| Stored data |

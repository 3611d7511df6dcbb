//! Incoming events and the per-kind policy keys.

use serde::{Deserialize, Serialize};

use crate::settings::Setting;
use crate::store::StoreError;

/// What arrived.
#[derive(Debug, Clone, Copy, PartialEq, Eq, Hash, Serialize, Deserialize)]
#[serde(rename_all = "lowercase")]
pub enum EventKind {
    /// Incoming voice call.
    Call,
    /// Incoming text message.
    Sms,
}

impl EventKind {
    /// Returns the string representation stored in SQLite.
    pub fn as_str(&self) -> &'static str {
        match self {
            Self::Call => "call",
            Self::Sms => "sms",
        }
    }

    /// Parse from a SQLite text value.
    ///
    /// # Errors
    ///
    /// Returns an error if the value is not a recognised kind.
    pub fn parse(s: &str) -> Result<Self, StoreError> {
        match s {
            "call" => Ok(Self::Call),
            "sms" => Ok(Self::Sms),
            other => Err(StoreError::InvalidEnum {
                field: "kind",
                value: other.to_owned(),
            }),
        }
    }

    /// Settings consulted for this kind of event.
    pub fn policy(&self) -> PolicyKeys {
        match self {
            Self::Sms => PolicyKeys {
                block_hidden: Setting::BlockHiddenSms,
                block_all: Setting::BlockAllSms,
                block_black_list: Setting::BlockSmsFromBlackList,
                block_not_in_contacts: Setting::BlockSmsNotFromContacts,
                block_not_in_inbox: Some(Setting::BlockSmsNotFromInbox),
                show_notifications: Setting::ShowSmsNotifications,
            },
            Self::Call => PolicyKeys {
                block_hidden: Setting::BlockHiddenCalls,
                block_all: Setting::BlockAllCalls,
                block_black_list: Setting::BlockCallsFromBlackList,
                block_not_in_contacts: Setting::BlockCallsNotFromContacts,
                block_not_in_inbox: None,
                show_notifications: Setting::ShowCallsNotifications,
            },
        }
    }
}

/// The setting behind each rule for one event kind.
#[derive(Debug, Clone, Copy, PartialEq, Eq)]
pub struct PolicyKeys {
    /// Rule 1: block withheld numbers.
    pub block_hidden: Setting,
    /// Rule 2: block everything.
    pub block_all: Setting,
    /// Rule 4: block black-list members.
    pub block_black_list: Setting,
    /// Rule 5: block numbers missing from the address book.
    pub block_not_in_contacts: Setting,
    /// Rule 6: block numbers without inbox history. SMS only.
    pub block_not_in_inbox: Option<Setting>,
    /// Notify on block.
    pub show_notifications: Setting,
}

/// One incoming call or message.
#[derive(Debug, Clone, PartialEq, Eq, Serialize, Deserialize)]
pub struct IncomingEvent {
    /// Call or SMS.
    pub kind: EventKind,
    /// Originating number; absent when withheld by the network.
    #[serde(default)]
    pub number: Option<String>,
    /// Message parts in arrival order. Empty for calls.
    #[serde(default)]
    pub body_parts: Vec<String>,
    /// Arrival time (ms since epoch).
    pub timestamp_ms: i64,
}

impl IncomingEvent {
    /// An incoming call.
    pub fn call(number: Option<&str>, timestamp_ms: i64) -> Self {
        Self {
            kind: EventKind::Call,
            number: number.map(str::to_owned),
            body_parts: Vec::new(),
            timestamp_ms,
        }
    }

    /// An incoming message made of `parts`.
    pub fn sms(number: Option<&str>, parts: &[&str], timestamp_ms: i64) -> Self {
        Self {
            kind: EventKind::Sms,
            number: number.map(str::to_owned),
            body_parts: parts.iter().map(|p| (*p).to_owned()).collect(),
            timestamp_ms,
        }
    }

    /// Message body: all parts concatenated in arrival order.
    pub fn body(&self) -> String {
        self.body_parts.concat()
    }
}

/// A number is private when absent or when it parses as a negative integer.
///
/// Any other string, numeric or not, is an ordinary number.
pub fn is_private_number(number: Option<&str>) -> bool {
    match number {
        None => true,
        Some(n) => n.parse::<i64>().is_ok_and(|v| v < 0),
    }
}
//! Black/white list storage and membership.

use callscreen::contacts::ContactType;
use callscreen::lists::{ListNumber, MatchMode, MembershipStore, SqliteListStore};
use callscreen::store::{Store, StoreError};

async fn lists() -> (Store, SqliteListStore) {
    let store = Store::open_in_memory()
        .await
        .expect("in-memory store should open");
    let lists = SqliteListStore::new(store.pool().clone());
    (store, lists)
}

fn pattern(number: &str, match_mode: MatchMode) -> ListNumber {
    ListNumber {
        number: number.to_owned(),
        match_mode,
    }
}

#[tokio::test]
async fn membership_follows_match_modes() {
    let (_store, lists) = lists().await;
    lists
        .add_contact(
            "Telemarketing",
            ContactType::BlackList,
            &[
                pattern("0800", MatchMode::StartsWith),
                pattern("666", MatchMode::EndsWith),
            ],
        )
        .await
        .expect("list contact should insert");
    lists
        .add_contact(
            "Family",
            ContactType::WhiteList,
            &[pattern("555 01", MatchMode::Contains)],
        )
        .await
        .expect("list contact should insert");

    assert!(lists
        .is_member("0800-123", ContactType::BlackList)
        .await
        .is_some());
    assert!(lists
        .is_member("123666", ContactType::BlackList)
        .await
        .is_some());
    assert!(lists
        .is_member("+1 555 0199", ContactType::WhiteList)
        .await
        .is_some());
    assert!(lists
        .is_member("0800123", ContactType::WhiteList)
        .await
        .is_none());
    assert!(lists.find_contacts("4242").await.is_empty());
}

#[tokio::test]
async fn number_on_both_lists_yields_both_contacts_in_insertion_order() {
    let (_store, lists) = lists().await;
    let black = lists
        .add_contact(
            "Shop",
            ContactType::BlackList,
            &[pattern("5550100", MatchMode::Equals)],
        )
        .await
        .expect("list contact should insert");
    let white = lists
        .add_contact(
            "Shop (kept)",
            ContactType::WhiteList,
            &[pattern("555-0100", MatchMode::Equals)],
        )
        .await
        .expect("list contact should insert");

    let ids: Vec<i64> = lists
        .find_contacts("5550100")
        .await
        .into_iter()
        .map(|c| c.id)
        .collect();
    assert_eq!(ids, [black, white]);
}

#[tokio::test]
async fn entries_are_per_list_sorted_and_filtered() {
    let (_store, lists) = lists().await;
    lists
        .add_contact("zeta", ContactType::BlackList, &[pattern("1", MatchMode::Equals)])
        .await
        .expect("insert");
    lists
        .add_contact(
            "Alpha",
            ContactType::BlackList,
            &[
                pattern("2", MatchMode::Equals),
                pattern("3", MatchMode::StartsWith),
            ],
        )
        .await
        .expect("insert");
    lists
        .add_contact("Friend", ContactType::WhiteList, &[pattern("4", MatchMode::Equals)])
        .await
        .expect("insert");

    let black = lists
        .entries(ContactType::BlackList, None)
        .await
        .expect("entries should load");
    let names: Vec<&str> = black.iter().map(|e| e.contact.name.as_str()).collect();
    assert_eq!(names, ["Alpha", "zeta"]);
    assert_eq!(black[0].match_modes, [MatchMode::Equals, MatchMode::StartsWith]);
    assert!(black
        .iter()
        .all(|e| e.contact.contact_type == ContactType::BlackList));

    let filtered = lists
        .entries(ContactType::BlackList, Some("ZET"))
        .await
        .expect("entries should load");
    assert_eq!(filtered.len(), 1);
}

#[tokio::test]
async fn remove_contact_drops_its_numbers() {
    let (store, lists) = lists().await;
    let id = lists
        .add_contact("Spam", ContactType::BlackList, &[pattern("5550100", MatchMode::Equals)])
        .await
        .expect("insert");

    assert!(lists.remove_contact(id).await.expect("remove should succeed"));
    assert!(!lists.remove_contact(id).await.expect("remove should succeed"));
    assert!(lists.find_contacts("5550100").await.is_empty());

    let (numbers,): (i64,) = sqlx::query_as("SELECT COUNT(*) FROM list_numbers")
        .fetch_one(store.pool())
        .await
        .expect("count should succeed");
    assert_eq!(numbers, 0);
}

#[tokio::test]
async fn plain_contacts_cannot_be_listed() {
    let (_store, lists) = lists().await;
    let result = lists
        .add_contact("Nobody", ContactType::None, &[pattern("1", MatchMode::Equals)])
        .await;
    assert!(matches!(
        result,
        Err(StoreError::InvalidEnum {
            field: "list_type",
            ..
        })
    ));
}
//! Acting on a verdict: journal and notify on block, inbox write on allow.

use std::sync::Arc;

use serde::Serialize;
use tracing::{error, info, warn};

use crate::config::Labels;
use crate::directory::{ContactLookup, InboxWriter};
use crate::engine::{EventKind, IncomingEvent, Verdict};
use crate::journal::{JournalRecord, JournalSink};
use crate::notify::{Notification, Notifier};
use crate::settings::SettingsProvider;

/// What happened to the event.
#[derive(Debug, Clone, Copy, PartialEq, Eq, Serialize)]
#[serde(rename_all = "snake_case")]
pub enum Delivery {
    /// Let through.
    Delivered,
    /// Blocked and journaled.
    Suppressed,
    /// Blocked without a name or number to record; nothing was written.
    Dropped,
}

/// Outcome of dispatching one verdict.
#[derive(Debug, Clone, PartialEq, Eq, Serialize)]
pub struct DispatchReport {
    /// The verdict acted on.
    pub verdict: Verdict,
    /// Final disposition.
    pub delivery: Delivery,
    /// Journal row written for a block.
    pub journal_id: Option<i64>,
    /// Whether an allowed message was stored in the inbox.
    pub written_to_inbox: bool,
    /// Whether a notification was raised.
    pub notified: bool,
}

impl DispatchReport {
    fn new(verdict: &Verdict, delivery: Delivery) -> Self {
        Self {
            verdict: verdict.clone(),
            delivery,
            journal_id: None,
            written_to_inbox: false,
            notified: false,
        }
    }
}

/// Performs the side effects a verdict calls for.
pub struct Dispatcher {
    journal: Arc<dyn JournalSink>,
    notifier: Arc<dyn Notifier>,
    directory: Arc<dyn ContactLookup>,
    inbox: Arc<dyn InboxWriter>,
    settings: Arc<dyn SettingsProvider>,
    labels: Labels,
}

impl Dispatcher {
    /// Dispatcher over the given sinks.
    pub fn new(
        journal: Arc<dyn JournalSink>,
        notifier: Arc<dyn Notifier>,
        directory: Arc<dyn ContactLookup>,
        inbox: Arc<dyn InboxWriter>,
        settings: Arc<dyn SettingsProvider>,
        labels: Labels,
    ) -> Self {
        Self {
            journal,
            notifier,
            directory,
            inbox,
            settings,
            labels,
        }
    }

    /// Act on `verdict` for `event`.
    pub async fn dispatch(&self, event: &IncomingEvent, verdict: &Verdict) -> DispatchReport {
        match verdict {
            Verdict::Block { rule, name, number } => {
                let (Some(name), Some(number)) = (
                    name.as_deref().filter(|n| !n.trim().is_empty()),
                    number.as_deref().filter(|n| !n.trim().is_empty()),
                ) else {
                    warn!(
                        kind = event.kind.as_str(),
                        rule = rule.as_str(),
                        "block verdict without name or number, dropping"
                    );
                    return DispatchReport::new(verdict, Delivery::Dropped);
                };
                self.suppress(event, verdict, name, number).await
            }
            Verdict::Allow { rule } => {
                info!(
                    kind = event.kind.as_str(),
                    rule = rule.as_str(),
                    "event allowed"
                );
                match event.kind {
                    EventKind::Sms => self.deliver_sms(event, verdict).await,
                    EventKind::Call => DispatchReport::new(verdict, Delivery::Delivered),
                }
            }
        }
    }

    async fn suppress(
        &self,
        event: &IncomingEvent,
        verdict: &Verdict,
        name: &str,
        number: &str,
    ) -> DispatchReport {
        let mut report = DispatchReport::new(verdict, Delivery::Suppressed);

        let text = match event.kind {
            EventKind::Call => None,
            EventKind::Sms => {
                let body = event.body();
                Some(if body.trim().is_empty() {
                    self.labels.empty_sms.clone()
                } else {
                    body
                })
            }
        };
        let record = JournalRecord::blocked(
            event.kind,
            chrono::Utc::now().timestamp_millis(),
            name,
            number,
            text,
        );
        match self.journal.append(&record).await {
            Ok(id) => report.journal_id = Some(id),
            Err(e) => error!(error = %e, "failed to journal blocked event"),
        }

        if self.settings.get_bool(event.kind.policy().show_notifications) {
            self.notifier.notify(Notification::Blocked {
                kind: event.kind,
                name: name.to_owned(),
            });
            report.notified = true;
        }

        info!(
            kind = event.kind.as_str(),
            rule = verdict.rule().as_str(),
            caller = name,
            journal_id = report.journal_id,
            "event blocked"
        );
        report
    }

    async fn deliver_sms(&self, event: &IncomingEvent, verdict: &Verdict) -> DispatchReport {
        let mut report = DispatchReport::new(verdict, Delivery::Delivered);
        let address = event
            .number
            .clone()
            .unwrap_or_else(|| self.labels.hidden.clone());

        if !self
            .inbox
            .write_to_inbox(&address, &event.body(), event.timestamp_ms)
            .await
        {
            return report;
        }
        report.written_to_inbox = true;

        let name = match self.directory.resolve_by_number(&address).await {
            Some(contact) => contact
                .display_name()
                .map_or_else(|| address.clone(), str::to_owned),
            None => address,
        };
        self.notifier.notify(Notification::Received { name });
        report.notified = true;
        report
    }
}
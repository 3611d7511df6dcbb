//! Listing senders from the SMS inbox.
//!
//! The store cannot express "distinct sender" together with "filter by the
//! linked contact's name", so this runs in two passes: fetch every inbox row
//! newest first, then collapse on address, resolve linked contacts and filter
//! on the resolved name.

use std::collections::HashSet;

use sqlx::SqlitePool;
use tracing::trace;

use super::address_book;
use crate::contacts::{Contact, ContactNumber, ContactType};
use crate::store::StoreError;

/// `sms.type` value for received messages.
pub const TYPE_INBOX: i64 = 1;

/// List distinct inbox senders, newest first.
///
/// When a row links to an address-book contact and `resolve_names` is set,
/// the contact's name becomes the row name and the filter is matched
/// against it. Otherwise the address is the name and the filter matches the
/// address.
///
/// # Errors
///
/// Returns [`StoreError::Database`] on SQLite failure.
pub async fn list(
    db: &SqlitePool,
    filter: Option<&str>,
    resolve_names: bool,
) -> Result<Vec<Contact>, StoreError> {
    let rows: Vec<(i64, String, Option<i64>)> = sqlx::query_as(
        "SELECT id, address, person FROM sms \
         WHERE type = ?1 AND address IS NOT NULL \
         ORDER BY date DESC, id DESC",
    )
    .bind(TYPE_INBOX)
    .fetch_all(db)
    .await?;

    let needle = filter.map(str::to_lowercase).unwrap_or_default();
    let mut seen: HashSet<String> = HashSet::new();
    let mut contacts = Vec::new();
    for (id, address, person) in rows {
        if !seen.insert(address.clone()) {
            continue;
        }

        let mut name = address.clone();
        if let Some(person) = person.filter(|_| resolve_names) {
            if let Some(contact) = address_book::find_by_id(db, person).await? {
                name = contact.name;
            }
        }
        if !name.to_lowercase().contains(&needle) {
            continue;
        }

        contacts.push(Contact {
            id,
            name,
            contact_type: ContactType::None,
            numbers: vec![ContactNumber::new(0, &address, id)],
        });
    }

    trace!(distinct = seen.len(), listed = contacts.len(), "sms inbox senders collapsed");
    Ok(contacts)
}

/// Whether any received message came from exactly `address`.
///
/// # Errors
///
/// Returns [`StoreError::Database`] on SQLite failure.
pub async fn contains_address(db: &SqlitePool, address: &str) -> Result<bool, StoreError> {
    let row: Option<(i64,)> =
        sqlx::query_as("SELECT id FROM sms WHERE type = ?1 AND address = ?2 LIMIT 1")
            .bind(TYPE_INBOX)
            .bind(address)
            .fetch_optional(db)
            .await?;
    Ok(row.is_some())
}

| To do |
Give only the number of lines in the entries above that contain the string "absent".

| Result |
2